> the PPAPI is very closely tied to chrome's inner workings and is extremely complicated to implement
I've looked at the API, and can't agree with your statement. The API is similar to a typical game engine API. There are classes for handling input devices, audio, OpenGL, hardware video decoding, filesystem access, and basic networking. The PPAPI does not even touch the DOM, so it's not tied to being in a web browser.
It's also not spec'd; there are many edge cases in the implementation that are undocumented and would have to be specified precisely in order to be implementable by others. Nobody has done that work so far.
By "tied to chrome's inner workings" I meant the implementation itself which can't be lifted off of Chrome because of that. So PPAPI would need to be re-implemented by other browsers which is difficult as it's very much a moving target without an official standards process.
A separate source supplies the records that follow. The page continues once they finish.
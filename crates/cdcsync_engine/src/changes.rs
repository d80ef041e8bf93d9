//! Long-polling of the change feed.

use crate::backoff::Backoff;
use crate::config::SyncConfig;
use crate::credential::TokenSource;
use crate::error::{SyncError, SyncResult};
use crate::events::{EventBus, SyncEvent};
use crate::http::{endpoint, unexpected_status, SyncHttpClient};
use crate::retry::retry_until_success;
use crate::scope_cache::ScopeCache;
use crate::snapshot::SnapshotManager;
use crate::store::LocalStore;
use cdcsync_protocol::{ChangeList, ChangeServerError};
use reqwest::StatusCode;
use std::collections::BTreeSet;
use std::sync::atomic::{AtomicBool, Ordering};
use std::sync::Arc;
use std::time::Duration;
use tokio::sync::watch;
use tokio_util::sync::CancellationToken;
use tracing::{debug, error, info, warn};

/// Result of one request to the change server.
#[derive(Debug)]
enum PollOutcome {
    /// A batch arrived.
    Changes(ChangeList),
    /// Nothing new within the block interval.
    NotModified,
}

/// Polls the change server and publishes validated batches.
///
/// Exactly one request is outstanding at a time, and the next one is not
/// issued until subscribers have acknowledged the previous batch.
pub struct ChangePoller {
    config: Arc<SyncConfig>,
    http: Arc<SyncHttpClient>,
    tokens: Arc<dyn TokenSource>,
    store: Arc<LocalStore>,
    cache: ScopeCache,
    bus: EventBus,
    snapshots: Arc<SnapshotManager>,
    cancel: CancellationToken,
    launched: AtomicBool,
    closed: AtomicBool,
    done_tx: watch::Sender<bool>,
}

impl ChangePoller {
    /// Creates a poller.
    pub fn new(
        config: Arc<SyncConfig>,
        http: Arc<SyncHttpClient>,
        tokens: Arc<dyn TokenSource>,
        store: Arc<LocalStore>,
        cache: ScopeCache,
        bus: EventBus,
        snapshots: Arc<SnapshotManager>,
    ) -> Self {
        let (done_tx, _) = watch::channel(false);
        Self {
            config,
            http,
            tokens,
            store,
            cache,
            bus,
            snapshots,
            cancel: CancellationToken::new(),
            launched: AtomicBool::new(false),
            closed: AtomicBool::new(false),
            done_tx,
        }
    }

    /// Polls until cancelled or a fatal error occurs.
    ///
    /// May be called once; a second call fails with `InvalidStateTransition`.
    /// Schema drift downloads a fresh data snapshot before polling resumes.
    pub async fn poll(&self) -> SyncResult<()> {
        if self.launched.swap(true, Ordering::SeqCst) {
            return Err(SyncError::InvalidStateTransition {
                from: "polling".into(),
                to: "polling".into(),
            });
        }
        info!("change polling started");
        let result = retry_until_success(
            &self.cancel,
            Backoff::from_config(&self.config.backoff),
            || self.poll_agent(),
            |err| error!(error = %err, "change polling failed"),
        )
        .await;
        self.done_tx.send_replace(true);
        match result {
            Err(SyncError::Cancelled) | Err(SyncError::Closed) => {
                info!("change polling stopped");
                Ok(())
            }
            other => other,
        }
    }

    /// Stops polling and waits until the polling loop has exited.
    pub async fn close(&self) -> SyncResult<()> {
        if self.closed.swap(true, Ordering::SeqCst) {
            return Err(SyncError::Closed);
        }
        debug!("closing change poller");
        self.cancel.cancel();
        if self.launched.load(Ordering::SeqCst) {
            let mut done = self.done_tx.subscribe();
            let _ = done.wait_for(|finished| *finished).await;
        }
        Ok(())
    }

    /// One polling session: runs cycles until one fails.
    async fn poll_agent(&self) -> SyncResult<()> {
        let result = self.poll_cycles().await;
        if let Err(err) = &result {
            if err.is_schema_drift() && !self.cancel.is_cancelled() {
                warn!(reason = %err, "schema drift, fetching a new snapshot");
                self.snapshots.download_data_snapshot().await?;
            }
        }
        result
    }

    async fn poll_cycles(&self) -> SyncResult<()> {
        let mut sequence = self.store.last_sequence(&self.store.current_pool()?).await?;
        debug!(sequence = %sequence, "loaded change cursor");
        loop {
            if self.cancel.is_cancelled() {
                return Err(SyncError::Cancelled);
            }
            let scopes = self.cache.read_all().await?;
            let outcome = self.get_changes(&sequence, &scopes).await?;
            if let PollOutcome::Changes(changes) = outcome {
                self.handle_changes(&mut sequence, &scopes, changes).await?;
            }
        }
    }

    async fn get_changes(&self, since: &str, scopes: &[String]) -> SyncResult<PollOutcome> {
        let token = self.tokens.bearer_token().await?;
        if self.cancel.is_cancelled() {
            return Err(SyncError::Cancelled);
        }
        let (cluster_id, snapshot) = {
            let identity = self.http.identity().read();
            (identity.cluster_id.clone(), identity.last_snapshot.clone())
        };
        let url = endpoint(&self.config.change_base_uri, "changes");
        let query = change_query(
            since,
            self.config.long_poll_block,
            scopes,
            &cluster_id,
            &snapshot,
        );
        debug!(url = %url, since = %since, "polling for changes");

        let response = self
            .http
            .authorized_get(&url, &token)
            .query(&query)
            .send()
            .await
            .map_err(|e| {
                let err = SyncError::from(e);
                self.http.set_error(&err);
                err
            })?;

        match response.status() {
            StatusCode::OK => {
                let body = response.bytes().await?;
                self.http.clear_error();
                Ok(PollOutcome::Changes(ChangeList::decode(&body)?))
            }
            StatusCode::NOT_MODIFIED => {
                self.http.clear_error();
                Ok(PollOutcome::NotModified)
            }
            StatusCode::UNAUTHORIZED => {
                self.tokens.invalidate().await?;
                Err(SyncError::AuthenticationFailed(
                    "change server rejected token".into(),
                ))
            }
            StatusCode::BAD_REQUEST => {
                let body = response.bytes().await?;
                let server_error = ChangeServerError::decode(&body)?;
                if server_error.is_snapshot_too_old() {
                    Err(SyncError::SchemaDrift(server_error.code))
                } else {
                    Err(SyncError::UnexpectedStatus {
                        status: 400,
                        body: server_error.code,
                    })
                }
            }
            _ => Err(unexpected_status(response).await),
        }
    }

    async fn handle_changes(
        &self,
        sequence: &mut String,
        scopes_before: &[String],
        changes: ChangeList,
    ) -> SyncResult<()> {
        let known = self.store.known_tables().await?;
        if let Some(table) = changes.unknown_table(&known) {
            return Err(SyncError::SchemaDrift(format!("unknown table {table:?}")));
        }

        let last_sequence = changes.last_sequence.clone();
        let advanced = !last_sequence.is_empty() && *sequence != last_sequence;
        if !changes.is_empty() {
            info!(
                changes = changes.len(),
                last_sequence = %last_sequence,
                "publishing change batch"
            );
            // The applier stores the cursor in the batch transaction.
            self.bus
                .publish(
                    SyncEvent::Changes(Arc::new(changes)),
                    self.config.publish_timeout,
                )
                .await?;
        } else {
            debug!("empty change batch");
            if advanced {
                let pool = self.store.current_pool()?;
                self.store
                    .update_last_sequence(&pool, &last_sequence)
                    .await
                    .map_err(|e| SyncError::SequencePersistence(e.to_string()))?;
            }
        }

        if advanced {
            *sequence = last_sequence;
        }

        let scopes_after = self.cache.read_all().await?;
        if scopes_changed(scopes_before, &scopes_after) {
            return Err(SyncError::SchemaDrift(format!(
                "scopes changed from {scopes_before:?} to {scopes_after:?}"
            )));
        }
        Ok(())
    }
}

/// Query parameters for a change request.
///
/// Without a cursor the request omits `since` and does not block, so the
/// server answers at once with its current position.
fn change_query(
    since: &str,
    block: Duration,
    scopes: &[String],
    cluster_id: &str,
    snapshot: &str,
) -> Vec<(&'static str, String)> {
    let mut query = Vec::with_capacity(scopes.len() + 4);
    if since.is_empty() {
        query.push(("block", "0".to_string()));
    } else {
        query.push(("since", since.to_string()));
        query.push(("block", block.as_secs().to_string()));
    }
    for scope in scopes {
        query.push(("scope", scope.clone()));
    }
    query.push(("scope", cluster_id.to_string()));
    query.push(("snapshot", snapshot.to_string()));
    query
}

fn scopes_changed(before: &[String], after: &[String]) -> bool {
    let before: BTreeSet<&String> = before.iter().collect();
    let after: BTreeSet<&String> = after.iter().collect();
    before != after
}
Basically what happens is that their flash plugin or some internal chrome app needs feature X at which point they extend PPAPI to have feature X. Trying to play catch-up with this kind of development is frustrating and difficult.
And aside of that, browser vendors don't like the fact that PPAPI is more or less re-implementing other existing web technologies. Here's a writeup by Robert O'Callahan from 2010 that goes into this reasoning: https://mail.mozilla.org/pipermail/plugin-futures/2010-April...
PPAPI is just providing an alternate, lower-level interface to the same web techniques accessible via JavaScript APIs. There's a bit more power (OpenGL ES 2.0, not the crippled WebGL standard based upon it) but nothing very significant. It's not browser-specific but it's also not going beyond what browsers provide.
I've looked at the API, and can't agree with your statement. The API is similar to a typical game engine API. There are classes for handling input devices, audio, OpenGL, hardware video decoding, filesystem access, and basic networking. The PPAPI does not even touch the DOM, so it's not tied to being in a web browser.